One time, though, we were left scratching our heads for a couple of days. The printer we were dealing with wasn't a personal desktop printer, but an industrial printer that is almost 7ft tall, and a little under 20ft long --- printing on a continuous sheet of paper up to 500ft per minute. The paper is unrolled on one side, printed, flipped and printed on a second printer before being rolled back up, or folded and cut to size. Thankfully, to get from the front of the machine to the back you didn't need to walk all the way around the printers; the box that flipped the paper was made of steel and allowed you to safely step over the paper to the other side of the machine.

(Not at all to scale, but you get the idea)

The Problem

The reason we were called in was that, after a period of time, the imaging sensor that my group was responsible for would reset itself and cause the machine to stop. We stopped by and asked the operator of the machine to describe the problem and try to replicate it. We were quickly able to figure out that the problem was static-related and told the machine's operator to install the antistatic brushes in the paper path both before the sensor as well as after, and the problem should go away. Spoiler: it didn't.

The next day were back at the machine making sure the brushes were installed correctly (which, of course, they were) and did even more head scratching. We started to look at the second machine to see if somehow the static was building up on that machine and getting to the first. But before we ventured too far down that rabbit hole, we wanted to check the steel box that flipped that paper over, just to do our due diligence and eliminate it as a factor. We noticed two things odd with the box. First, there was an ethernet cable connected to the problematic machine on one end and tossed under the box on the other. The second problem was that the steel box should have had a grounding wire on it to prevent static buildup on the paper as it passed from one machine to the other, but it didn't.

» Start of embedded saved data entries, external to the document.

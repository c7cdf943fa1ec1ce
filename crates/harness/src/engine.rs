//! Decode/re-encode round trip for one request.

use proto_conformance_pack::codecs::Codecs;
use proto_conformance_pack::{SchemaRegistry, WireFormat};

use crate::request::ConformanceRequest;

/// Result of running one request. Every variant maps to exactly one
/// response field.
#[derive(Debug, Clone, PartialEq, Eq)]
pub enum Outcome {
    /// The re-encoded payload in the requested format.
    Success { bytes: Vec<u8>, format: WireFormat },
    ParseFailure(String),
    SerializeFailure(String),
    /// The request needs an encoding or message type this testee lacks.
    Skipped(String),
    /// The request violates the protocol contract.
    Unsupported(String),
}

#[derive(Debug)]
pub struct RoundTripEngine {
    registry: SchemaRegistry,
    codecs: Codecs,
}

impl RoundTripEngine {
    pub fn new(registry: SchemaRegistry, codecs: Codecs) -> Self {
        Self { registry, codecs }
    }

    pub fn run(&mut self, request: &ConformanceRequest) -> Outcome {
        let Some(descriptor) = self.registry.resolve(&request.message_type) else {
            let reason = format!("unsupported message type: {}", request.message_type);
            return Outcome::Skipped(reason);
        };
        let Some(payload) = &request.payload else {
            return Outcome::Unsupported("request has no payload".to_owned());
        };

        self.codecs.json.options.ignore_unknown_fields = request.is_ignore_unknown_test();

        let input = payload.format();
        let Some(decoder) = self.codecs.codec_mut(input) else {
            return Outcome::Skipped(format!("{} input is not supported", input.label()));
        };
        let message = match decoder.decode(&descriptor, payload.as_bytes()) {
            Ok(message) => message,
            Err(err) => {
                return Outcome::ParseFailure(format!("{} failed to parse: {err}", input.label()))
            }
        };

        let Ok(format) = WireFormat::try_from(request.requested_output_format) else {
            let number = request.requested_output_format;
            return Outcome::Unsupported(format!("unsupported output format: {number}"));
        };
        let Some(encoder) = self.codecs.codec_mut(format) else {
            return match format {
                WireFormat::Jspb | WireFormat::TextFormat => {
                    Outcome::Skipped(format!("{} output is not supported", format.label()))
                }
                _ => Outcome::Unsupported(format!("unsupported output format: {format}")),
            };
        };
        match encoder.encode(&message) {
            Ok(bytes) => Outcome::Success { bytes, format },
            Err(err) => Outcome::SerializeFailure(format!("Failed to serialize: {err}")),
        }
    }
}

#[cfg(test)]
mod tests {
    use super::*;
    use crate::request::{Payload, TestCategory};

    fn engine() -> RoundTripEngine {
        RoundTripEngine::new(SchemaRegistry::with_test_messages().unwrap(), Codecs::new())
    }

    fn request(payload: Payload, format: WireFormat) -> ConformanceRequest {
        ConformanceRequest::with_payload(payload, format)
    }

    #[test]
    fn binary_to_json() {
        let outcome = engine().run(&request(Payload::Protobuf(vec![0x08, 0x01]), WireFormat::Json));
        assert_eq!(
            outcome,
            Outcome::Success {
                bytes: br#"{"optionalInt32":1}"#.to_vec(),
                format: WireFormat::Json,
            }
        );
    }

    #[test]
    fn json_to_binary() {
        let json = Payload::Json(r#"{"optionalInt32":1}"#.into());
        let outcome = engine().run(&request(json, WireFormat::Protobuf));
        assert_eq!(
            outcome,
            Outcome::Success {
                bytes: vec![0x08, 0x01],
                format: WireFormat::Protobuf,
            }
        );
    }

    #[test]
    fn parse_failures_name_the_input_format() {
        let mut engine = engine();
        let garbage = Payload::Protobuf(vec![0xff, 0xff, 0xff]);
        let Outcome::ParseFailure(reason) = engine.run(&request(garbage, WireFormat::Protobuf))
        else {
            panic!("expected a parse failure");
        };
        assert!(reason.starts_with("Protobuf failed to parse: "), "{reason}");

        let Outcome::ParseFailure(reason) =
            engine.run(&request(Payload::Json("{".into()), WireFormat::Json))
        else {
            panic!("expected a parse failure");
        };
        assert!(reason.starts_with("JSON failed to parse: "), "{reason}");
    }

    #[test]
    fn ignore_unknown_category_applies_per_request() {
        let mut engine = engine();
        let mut lenient = request(Payload::Json(r#"{"unknownField":1}"#.into()), WireFormat::Json);
        lenient.set_test_category(TestCategory::JsonIgnoreUnknownParsing);
        assert!(matches!(engine.run(&lenient), Outcome::Success { .. }));

        lenient.set_test_category(TestCategory::Json);
        assert!(matches!(engine.run(&lenient), Outcome::ParseFailure(_)));
    }

    #[test]
    fn contract_violations_are_unsupported() {
        let mut engine = engine();
        assert_eq!(
            engine.run(&ConformanceRequest::default()),
            Outcome::Unsupported("request has no payload".into())
        );
        assert_eq!(
            engine.run(&request(Payload::Protobuf(vec![]), WireFormat::Unspecified)),
            Outcome::Unsupported("unsupported output format: UNSPECIFIED".into())
        );
        let mut unknown = request(Payload::Protobuf(vec![]), WireFormat::Protobuf);
        unknown.requested_output_format = 7;
        assert_eq!(
            engine.run(&unknown),
            Outcome::Unsupported("unsupported output format: 7".into())
        );
    }

    #[test]
    fn unimplemented_encodings_are_skipped() {
        let mut engine = engine();
        assert!(matches!(
            engine.run(&request(Payload::Jspb("[]".into()), WireFormat::Protobuf)),
            Outcome::Skipped(_)
        ));
        assert!(matches!(
            engine.run(&request(Payload::Protobuf(vec![]), WireFormat::TextFormat)),
            Outcome::Skipped(_)
        ));
        let mut other = request(Payload::Protobuf(vec![]), WireFormat::Protobuf);
        other.message_type = "protobuf_test_messages.proto2.TestAllTypesProto2".into();
        assert_eq!(
            engine.run(&other),
            Outcome::Skipped(
                "unsupported message type: protobuf_test_messages.proto2.TestAllTypesProto2".into()
            )
        );
    }
}
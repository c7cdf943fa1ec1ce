//! Protobuf JSON codec wrapper.

use prost_reflect::{DynamicMessage, MessageDescriptor};

use crate::json::{self, JsonParseOptions};
use crate::WireFormat;

use super::types::{CodecError, MessageCodec};

#[derive(Debug, Default, Clone)]
pub struct JsonMessageCodec {
    pub options: JsonParseOptions,
}

impl JsonMessageCodec {
    pub fn new() -> Self {
        Self::default()
    }
}

impl MessageCodec for JsonMessageCodec {
    fn id(&self) -> &'static str {
        "json"
    }

    fn format(&self) -> WireFormat {
        WireFormat::Json
    }

    fn encode(&mut self, message: &DynamicMessage) -> Result<Vec<u8>, CodecError> {
        Ok(json::encode(message)?)
    }

    fn decode(
        &mut self,
        descriptor: &MessageDescriptor,
        bytes: &[u8],
    ) -> Result<DynamicMessage, CodecError> {
        Ok(json::decode(descriptor, bytes, self.options)?)
    }
}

As we moved onto the second machine, we asked if the cable needed to be connected to the first machine, and to remove the tripping hazard if it didn't. For the sake of thoroughness, we asked to install a grounding kit to the box to avoid potential future static problems on the second machine. We continued with our testing but couldn't replicate the problem anymore. As it turns out, the problem was that, as the paper moved on the rollers in the box, it was acting like a Van de Graaff generator until it arced over to the ethernet cable. The static charge was large enough that it interfered with the image module, causing a fault, which was recovered by a reset of the module. In a more humid environment any other time of the year, the problem never would have presented itself. But as it was, the problem managed to take multiple engineers multiple days to figure out.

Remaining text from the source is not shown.